You are the only reliable witness to when
the light is separated from the darkness,
who has learned to see the dark in its true
colours, who has not squandered your life.

"Vigil" by Dennis O'Driscoll, from "New and Selected Poems, 2004". © Anvil Press Poetry. Reprinted with permission. (buy now)

It's the birthday of the comic novelist Kingsley Amis, (books by this author) born in London (1922). He was a student at Oxford when he met Philip Larkin who would become his closest friend for the rest of his life. At first, it was Philip Larkin who wanted to be a novelist and Amis wanted to be a poet. But after Amis moved to Wales and got a job as a professor, he began sending comic descriptions of his campus life to Larkin, and Larkin helped him turn those sketches his first novel, Lucky Jim (1954). It was one of the first modern "campus novels" and is generally considered one of the funniest novels in British literature.

It's the birthday of the filmmaker and actor Charlie Chaplin, born in London (1889). He started out as a vaudeville actor in a comedy troupe. When Chaplin arrived in Hollywood, he was shocked to see how little rehearsal went into each movie. Hollywood directors at the time filmed each scene in a single take, refusing to waste money on extra film. Chaplin tried to get used to the Hollywood style, and he took all the jobs he could get, saving almost all the money he made. But he was disgusted at the quality of the movies. The camera often wasn't pointed in the right direction to capture his movements, and many of his favorite moments ended up on the cutting room floor. At the end of five months, he asked the producer if he could direct his own movie, and he put up $1,500 of his own savings as a guarantee against losses.

That year, 1914, Chaplin directed, wrote, and starred in 16 films in six months. It was that year that he debuted his most famous character: the "little tramp," who's always beaten down by life, always the butt of the jokes, but who never gives up his optimism. The character made Chaplin a star, recognized around the world.
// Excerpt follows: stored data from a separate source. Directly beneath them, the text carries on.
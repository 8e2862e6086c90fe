//! Configuration surface of the Berry curvature dipole calculation.
//!
//! [`BcdParameters`] is what a user writes (it deserializes with serde);
//! [`BcdConfig::new`] checks every precondition up front and produces the
//! immutable record the integration runs on.
use log::info;
use ndarray::Array1;
use serde::{Deserialize, Serialize};

use crate::error::{BcdError, Result};
use crate::kpoints::BrillouinCell;
use crate::solver::{BandSolver, SpinKind};

/// How the Brillouin zone integral is carried out.
#[derive(Debug, Clone, Copy, PartialEq, Eq, Serialize, Deserialize)]
pub enum IntegrateMode {
    /// Uniform mesh, refined around hot k points.
    Grid,
    /// Adaptive scalar quadrature, which cannot integrate a tensor.
    Adaptive,
}

fn default_max_kpoint_num() -> usize {
    8000
}
fn default_k_vect1() -> [f64; 3] {
    [1.0, 0.0, 0.0]
}
fn default_k_vect2() -> [f64; 3] {
    [0.0, 1.0, 0.0]
}
fn default_k_vect3() -> [f64; 3] {
    [0.0, 0.0, 1.0]
}

/// User-facing parameters.
#[derive(Debug, Clone, PartialEq, Serialize, Deserialize)]
pub struct BcdParameters {
    /// Energy window $[E_\tx{min},E_\tx{max}]$ in eV.
    pub omega: [f64; 2],
    /// Width of one energy bin.
    pub domega: f64,
    /// Coarse mesh $(n_1,n_2,n_3)$.
    pub integrate_grid: [usize; 3],
    /// Fine mesh $(m_1,m_2,m_3)$ laid over every hot coarse cell.
    pub adaptive_grid: [usize; 3],
    /// A coarse k point is hot once any entry of its tensor reaches this magnitude.
    pub adaptive_grid_threshold: f64,
    /// Largest number of k points handed to the solver at once.
    #[serde(default = "default_max_kpoint_num")]
    pub max_kpoint_num: usize,
    #[serde(default)]
    pub k_start: [f64; 3],
    #[serde(default = "default_k_vect1")]
    pub k_vect1: [f64; 3],
    #[serde(default = "default_k_vect2")]
    pub k_vect2: [f64; 3],
    #[serde(default = "default_k_vect3")]
    pub k_vect3: [f64; 3],
}

impl BcdParameters {
    /// Parameters over the whole Brillouin zone with the default batch size.
    pub fn new(
        omega: [f64; 2],
        domega: f64,
        integrate_grid: [usize; 3],
        adaptive_grid: [usize; 3],
        adaptive_grid_threshold: f64,
    ) -> Self {
        BcdParameters {
            omega,
            domega,
            integrate_grid,
            adaptive_grid,
            adaptive_grid_threshold,
            max_kpoint_num: default_max_kpoint_num(),
            k_start: [0.0; 3],
            k_vect1: default_k_vect1(),
            k_vect2: default_k_vect2(),
            k_vect3: default_k_vect3(),
        }
    }
}

/// Floor that tolerates the rounding of $(E-E_\tx{min})/\dd E$ when $E$ sits on a bin edge.
#[inline(always)]
fn edge_floor(x: f64) -> f64 {
    let r = x.round();
    if (x - r).abs() <= 1e-9 * r.abs().max(1.0) {
        r
    } else {
        x.floor()
    }
}

/// Energy bins $[E_\tx{min}+i\dd E,E_\tx{min}+(i+1)\dd E)$ for $i<N$,
/// with $N=\lfloor(E_\tx{max}-E_\tx{min})/\dd E\rfloor+1$.
#[derive(Debug, Clone, Copy, PartialEq, Serialize, Deserialize)]
pub struct EnergyAxis {
    pub min: f64,
    pub max: f64,
    pub step: f64,
    pub num: usize,
}

impl EnergyAxis {
    pub fn new(min: f64, max: f64, step: f64) -> Result<Self> {
        if !(min.is_finite() && max.is_finite()) || min >= max {
            return Err(BcdError::InvalidEnergyRange { min, max });
        }
        if !step.is_finite() || step <= 0.0 {
            return Err(BcdError::InvalidEnergyStep(step));
        }
        let ratio = edge_floor((max - min) / step);
        if !ratio.is_finite() || ratio >= usize::MAX as f64 {
            return Err(BcdError::InvalidEnergyStep(step));
        }
        let num = (ratio as usize)
            .checked_add(1)
            .ok_or(BcdError::InvalidEnergyStep(step))?;
        Ok(EnergyAxis {
            min,
            max,
            step,
            num,
        })
    }

    /// Bin holding energy `e`, or `None` outside the window.
    ///
    /// A quotient `(e - min) / step` within `1e-9·max(|n|, 1)` of an integer `n`
    /// is taken as `n`, so an energy a hair below `min` still lands in bin 0.
    #[inline(always)]
    pub fn bin(&self, e: f64) -> Option<usize> {
        let x = edge_floor((e - self.min) / self.step);
        if x.is_finite() && x >= 0.0 && x < self.num as f64 {
            Some(x as usize)
        } else {
            None
        }
    }

    /// Lower edge of every bin, $E_\tx{min}+i\dd E$.
    pub fn energies(&self) -> Array1<f64> {
        Array1::from_iter((0..self.num).map(|i| self.min + i as f64 * self.step))
    }
}

/// Validated, immutable configuration.
#[derive(Debug, Clone, Copy, PartialEq)]
pub struct BcdConfig {
    pub energy: EnergyAxis,
    /// Cell and mesh of the coarse scan.
    pub cell: BrillouinCell,
    pub adaptive_grid: [usize; 3],
    pub threshold: f64,
    pub max_kpoint_num: usize,
}

fn check_grid(name: &'static str, dims: [usize; 3]) -> Result<()> {
    if dims.iter().any(|&n| n == 0) {
        return Err(BcdError::InvalidGrid { name, dims });
    }
    Ok(())
}

impl BcdConfig {
    pub fn new(params: &BcdParameters, spin: SpinKind, mode: IntegrateMode) -> Result<Self> {
        if spin == SpinKind::Collinear {
            return Err(BcdError::UnsupportedSpin(spin));
        }
        if mode != IntegrateMode::Grid {
            return Err(BcdError::InvalidIntegrateMode(mode));
        }
        check_grid("integrate_grid", params.integrate_grid)?;
        check_grid("adaptive_grid", params.adaptive_grid)?;
        let energy = EnergyAxis::new(params.omega[0], params.omega[1], params.domega)?;
        let threshold = params.adaptive_grid_threshold;
        if !threshold.is_finite() || threshold <= 0.0 {
            return Err(BcdError::InvalidThreshold(threshold));
        }
        if params.max_kpoint_num == 0 {
            return Err(BcdError::InvalidBatchSize);
        }
        Ok(BcdConfig {
            energy,
            cell: BrillouinCell {
                k_start: params.k_start,
                k_vect: [params.k_vect1, params.k_vect2, params.k_vect3],
                grid: params.integrate_grid,
            },
            adaptive_grid: params.adaptive_grid,
            threshold,
            max_kpoint_num: params.max_kpoint_num,
        })
    }

    /// Same as [`BcdConfig::new`] with the spin configuration taken from `solver`.
    pub fn for_solver<S: BandSolver + ?Sized>(
        solver: &S,
        mode: IntegrateMode,
        params: &BcdParameters,
    ) -> Result<Self> {
        BcdConfig::new(params, solver.spin(), mode)
    }

    /// Number of points of one refinement mesh, $m_1m_2m_3$.
    #[inline(always)]
    pub fn adaptive_nk(&self) -> usize {
        self.adaptive_grid.iter().product()
    }

    pub fn log_parameters(&self) {
        let [n1, n2, n3] = self.cell.grid;
        let [m1, m2, m3] = self.adaptive_grid;
        info!("Berry Curvature Dipole");
        info!("Parameter setting :");
        info!(" >> omega    : {:<8.4} {:<8.4}", self.energy.min, self.energy.max);
        info!(" >> domega   : {:<10.6}", self.energy.step);
        info!(" >> integrate_grid          : {:<8} {:<8} {:<8}", n1, n2, n3);
        info!(" >> adaptive_grid           : {:<8} {:<8} {:<8}", m1, m2, m3);
        info!(" >> adaptive_grid_threshold : {:<10.4}", self.threshold);
    }
}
It was on this day in 1787 that "the first American play" opened, at the John Street Theater in New York City. It was written by 29-year-old Royall Tyler. Tyler went to Harvard, studied law, and joined the Continental Army. He was appointed the aide to General Benjamin Lincoln to help suppress Shay's Rebellion. After Shay left Massachusetts for New York, Tyler was sent to New York City to negotiate for Shay's capture. And there Tyler did something that he had never done: went to see a play.

Theater was slow to take off in America. There are known performances of Shakespeare in Williamsburg in the early 1700s, and in general the Southern colonies — more open to all British customs — were happier to embrace the theater. In the North, it was looked on as a sinful form of entertainment. Massachusetts passed a law in 1750 that outlawed theater performances, and by 1760 there were similar laws in Pennsylvania, Rhode Island, and New Hampshire, although performances occasionally snuck through the laws with the special permission of authorities.

In any case, Royall Tyler from Massachusetts had never been to the theater before. So on March 12, 1787, he saw a production of Richard Sheridan's School for Scandal (1777),and he was so inspired that in just three weeks he wrote his own play, The Contrast. On this day in 1787, just barely a month later, The Contrast became the first play by an American writer to be professionally produced.

The Contrast was a success. It was performed four times that month in New York, which was very unusual. Then it moved on to Baltimore and Philadelphia, where George Washington went to see it. The Contrast was a comedy of manners, poking fun at Americans with European pretensions, and the main character, Jonathan, was the first "Yankee" stock character, a backwoods man who spoke in a distinctive American voice and mannerisms.